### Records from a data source
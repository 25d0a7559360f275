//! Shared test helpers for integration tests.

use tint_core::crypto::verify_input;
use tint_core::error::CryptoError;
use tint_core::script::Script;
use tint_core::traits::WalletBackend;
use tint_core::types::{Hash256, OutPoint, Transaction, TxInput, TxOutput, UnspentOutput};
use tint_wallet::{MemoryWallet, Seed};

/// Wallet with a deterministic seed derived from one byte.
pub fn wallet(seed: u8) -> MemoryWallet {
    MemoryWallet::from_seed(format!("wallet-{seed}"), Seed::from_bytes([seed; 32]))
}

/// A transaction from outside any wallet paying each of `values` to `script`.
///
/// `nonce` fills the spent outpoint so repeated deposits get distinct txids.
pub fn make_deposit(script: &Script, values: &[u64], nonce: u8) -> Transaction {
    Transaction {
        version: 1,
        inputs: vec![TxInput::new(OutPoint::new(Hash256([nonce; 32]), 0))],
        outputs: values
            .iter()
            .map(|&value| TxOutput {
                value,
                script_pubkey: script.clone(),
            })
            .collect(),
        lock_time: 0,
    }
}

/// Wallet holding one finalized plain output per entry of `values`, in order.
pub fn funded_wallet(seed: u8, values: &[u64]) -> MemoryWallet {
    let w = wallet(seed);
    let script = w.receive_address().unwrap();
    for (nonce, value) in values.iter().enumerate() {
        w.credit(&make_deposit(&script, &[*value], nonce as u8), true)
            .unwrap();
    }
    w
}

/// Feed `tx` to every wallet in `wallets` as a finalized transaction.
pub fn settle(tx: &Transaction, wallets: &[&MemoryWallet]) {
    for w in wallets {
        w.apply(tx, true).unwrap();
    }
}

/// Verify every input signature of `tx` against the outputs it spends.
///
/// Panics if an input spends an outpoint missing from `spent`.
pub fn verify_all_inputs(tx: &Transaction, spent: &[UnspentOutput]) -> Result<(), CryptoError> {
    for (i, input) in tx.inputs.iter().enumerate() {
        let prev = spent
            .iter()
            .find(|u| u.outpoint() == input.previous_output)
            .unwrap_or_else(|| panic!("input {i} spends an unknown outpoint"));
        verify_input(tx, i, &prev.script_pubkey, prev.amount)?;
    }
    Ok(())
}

...

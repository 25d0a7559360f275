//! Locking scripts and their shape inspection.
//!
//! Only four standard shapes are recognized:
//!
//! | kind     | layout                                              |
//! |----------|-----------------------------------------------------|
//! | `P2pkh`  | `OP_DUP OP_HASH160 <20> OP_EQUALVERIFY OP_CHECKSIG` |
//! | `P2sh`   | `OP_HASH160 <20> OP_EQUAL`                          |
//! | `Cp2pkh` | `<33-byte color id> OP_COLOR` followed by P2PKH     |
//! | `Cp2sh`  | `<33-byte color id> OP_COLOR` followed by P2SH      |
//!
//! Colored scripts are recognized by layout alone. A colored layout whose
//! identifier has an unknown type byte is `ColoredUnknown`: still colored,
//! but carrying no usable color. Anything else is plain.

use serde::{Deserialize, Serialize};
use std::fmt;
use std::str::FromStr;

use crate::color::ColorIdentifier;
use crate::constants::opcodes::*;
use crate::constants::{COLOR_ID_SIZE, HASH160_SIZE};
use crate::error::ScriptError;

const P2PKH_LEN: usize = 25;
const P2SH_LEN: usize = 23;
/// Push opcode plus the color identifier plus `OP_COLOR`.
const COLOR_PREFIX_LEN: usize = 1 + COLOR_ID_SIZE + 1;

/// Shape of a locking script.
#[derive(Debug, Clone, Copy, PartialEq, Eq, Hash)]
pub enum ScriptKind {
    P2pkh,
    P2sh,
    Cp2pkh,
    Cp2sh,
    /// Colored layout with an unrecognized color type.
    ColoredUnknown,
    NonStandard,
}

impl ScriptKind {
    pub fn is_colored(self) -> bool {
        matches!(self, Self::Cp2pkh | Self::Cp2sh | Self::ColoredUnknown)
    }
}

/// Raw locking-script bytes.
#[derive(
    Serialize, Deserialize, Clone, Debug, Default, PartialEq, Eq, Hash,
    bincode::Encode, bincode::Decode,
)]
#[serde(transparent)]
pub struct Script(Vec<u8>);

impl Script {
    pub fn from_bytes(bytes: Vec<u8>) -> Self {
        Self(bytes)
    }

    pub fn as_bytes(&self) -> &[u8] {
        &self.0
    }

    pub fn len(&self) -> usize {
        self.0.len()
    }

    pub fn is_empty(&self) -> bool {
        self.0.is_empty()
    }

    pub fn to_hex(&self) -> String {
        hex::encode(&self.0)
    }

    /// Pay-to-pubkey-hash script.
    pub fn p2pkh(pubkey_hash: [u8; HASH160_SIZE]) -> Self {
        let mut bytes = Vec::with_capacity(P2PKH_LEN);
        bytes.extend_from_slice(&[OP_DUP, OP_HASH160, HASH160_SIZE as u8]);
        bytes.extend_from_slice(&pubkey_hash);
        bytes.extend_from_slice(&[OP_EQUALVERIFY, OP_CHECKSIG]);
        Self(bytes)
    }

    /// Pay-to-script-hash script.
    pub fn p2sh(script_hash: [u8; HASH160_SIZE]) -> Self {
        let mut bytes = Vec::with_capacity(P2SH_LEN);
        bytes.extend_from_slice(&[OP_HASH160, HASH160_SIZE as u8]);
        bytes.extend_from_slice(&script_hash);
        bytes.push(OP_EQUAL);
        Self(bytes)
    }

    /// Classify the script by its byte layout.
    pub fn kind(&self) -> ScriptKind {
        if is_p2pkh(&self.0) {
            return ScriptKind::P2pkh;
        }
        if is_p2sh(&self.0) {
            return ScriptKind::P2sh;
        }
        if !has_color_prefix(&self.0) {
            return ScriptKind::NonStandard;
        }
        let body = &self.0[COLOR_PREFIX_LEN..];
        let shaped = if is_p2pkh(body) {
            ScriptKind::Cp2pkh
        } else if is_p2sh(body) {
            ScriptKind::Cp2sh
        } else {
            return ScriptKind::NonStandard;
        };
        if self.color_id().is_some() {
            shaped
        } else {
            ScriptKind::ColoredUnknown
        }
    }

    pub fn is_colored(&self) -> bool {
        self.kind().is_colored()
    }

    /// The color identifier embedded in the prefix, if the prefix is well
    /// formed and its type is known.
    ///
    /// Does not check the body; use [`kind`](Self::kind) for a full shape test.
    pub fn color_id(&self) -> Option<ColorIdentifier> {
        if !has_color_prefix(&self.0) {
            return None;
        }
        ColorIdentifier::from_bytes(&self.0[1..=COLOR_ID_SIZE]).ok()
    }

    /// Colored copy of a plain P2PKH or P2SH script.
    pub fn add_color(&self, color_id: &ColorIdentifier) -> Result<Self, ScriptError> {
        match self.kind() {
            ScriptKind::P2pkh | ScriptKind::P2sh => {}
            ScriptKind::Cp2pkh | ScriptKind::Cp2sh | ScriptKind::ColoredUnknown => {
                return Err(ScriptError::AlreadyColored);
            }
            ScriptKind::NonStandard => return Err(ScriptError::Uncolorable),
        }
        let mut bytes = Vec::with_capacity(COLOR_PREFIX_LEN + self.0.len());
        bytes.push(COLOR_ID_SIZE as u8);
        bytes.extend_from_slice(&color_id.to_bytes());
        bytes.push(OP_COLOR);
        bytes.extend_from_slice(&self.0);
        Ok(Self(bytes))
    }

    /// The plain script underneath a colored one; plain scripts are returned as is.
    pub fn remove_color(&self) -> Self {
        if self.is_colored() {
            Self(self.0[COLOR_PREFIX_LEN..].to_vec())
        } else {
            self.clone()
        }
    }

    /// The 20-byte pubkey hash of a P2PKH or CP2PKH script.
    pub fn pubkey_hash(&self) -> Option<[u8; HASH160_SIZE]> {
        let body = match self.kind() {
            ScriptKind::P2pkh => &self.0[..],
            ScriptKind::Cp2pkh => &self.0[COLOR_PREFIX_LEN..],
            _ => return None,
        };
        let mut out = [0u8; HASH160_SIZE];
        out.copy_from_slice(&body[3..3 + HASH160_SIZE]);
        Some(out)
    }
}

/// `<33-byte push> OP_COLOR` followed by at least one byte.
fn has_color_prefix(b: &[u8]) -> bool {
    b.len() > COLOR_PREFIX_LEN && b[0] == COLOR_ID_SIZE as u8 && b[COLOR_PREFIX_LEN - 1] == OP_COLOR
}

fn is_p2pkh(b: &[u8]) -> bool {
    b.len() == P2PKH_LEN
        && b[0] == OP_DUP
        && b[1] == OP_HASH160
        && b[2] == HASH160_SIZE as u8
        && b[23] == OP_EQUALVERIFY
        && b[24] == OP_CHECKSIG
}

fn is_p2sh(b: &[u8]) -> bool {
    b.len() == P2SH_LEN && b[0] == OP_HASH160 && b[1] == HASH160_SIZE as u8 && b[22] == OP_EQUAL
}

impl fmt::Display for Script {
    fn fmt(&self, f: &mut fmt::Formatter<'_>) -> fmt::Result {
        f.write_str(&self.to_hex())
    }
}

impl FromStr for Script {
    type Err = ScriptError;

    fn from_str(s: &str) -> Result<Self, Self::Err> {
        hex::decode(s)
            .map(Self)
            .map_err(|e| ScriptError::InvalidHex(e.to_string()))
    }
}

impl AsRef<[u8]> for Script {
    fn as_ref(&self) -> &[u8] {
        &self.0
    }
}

...

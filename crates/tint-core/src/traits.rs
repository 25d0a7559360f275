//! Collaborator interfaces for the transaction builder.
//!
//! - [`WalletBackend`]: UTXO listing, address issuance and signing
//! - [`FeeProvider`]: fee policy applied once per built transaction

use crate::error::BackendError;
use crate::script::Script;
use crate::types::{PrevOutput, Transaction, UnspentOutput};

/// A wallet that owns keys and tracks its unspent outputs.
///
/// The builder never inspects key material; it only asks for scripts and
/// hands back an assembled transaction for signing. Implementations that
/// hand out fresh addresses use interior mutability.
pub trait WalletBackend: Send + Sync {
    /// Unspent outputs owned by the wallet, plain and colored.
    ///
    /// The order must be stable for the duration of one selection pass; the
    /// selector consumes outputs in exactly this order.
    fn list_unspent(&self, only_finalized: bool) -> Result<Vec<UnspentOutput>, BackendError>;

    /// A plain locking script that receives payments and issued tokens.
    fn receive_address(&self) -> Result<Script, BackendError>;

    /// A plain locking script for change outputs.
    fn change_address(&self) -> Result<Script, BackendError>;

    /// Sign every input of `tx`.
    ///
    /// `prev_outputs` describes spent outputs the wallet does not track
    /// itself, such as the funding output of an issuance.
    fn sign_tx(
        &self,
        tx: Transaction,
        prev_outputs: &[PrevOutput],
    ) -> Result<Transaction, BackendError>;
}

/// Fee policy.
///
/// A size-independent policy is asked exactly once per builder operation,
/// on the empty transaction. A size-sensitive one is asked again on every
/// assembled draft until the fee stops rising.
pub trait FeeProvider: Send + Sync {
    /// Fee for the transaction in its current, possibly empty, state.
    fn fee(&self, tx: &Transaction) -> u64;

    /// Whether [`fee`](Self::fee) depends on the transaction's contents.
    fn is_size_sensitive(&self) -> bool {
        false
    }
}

### What you are asked to do
Answer with nothing but the count of lines in the entries that hold the word "values".

### Answer section
6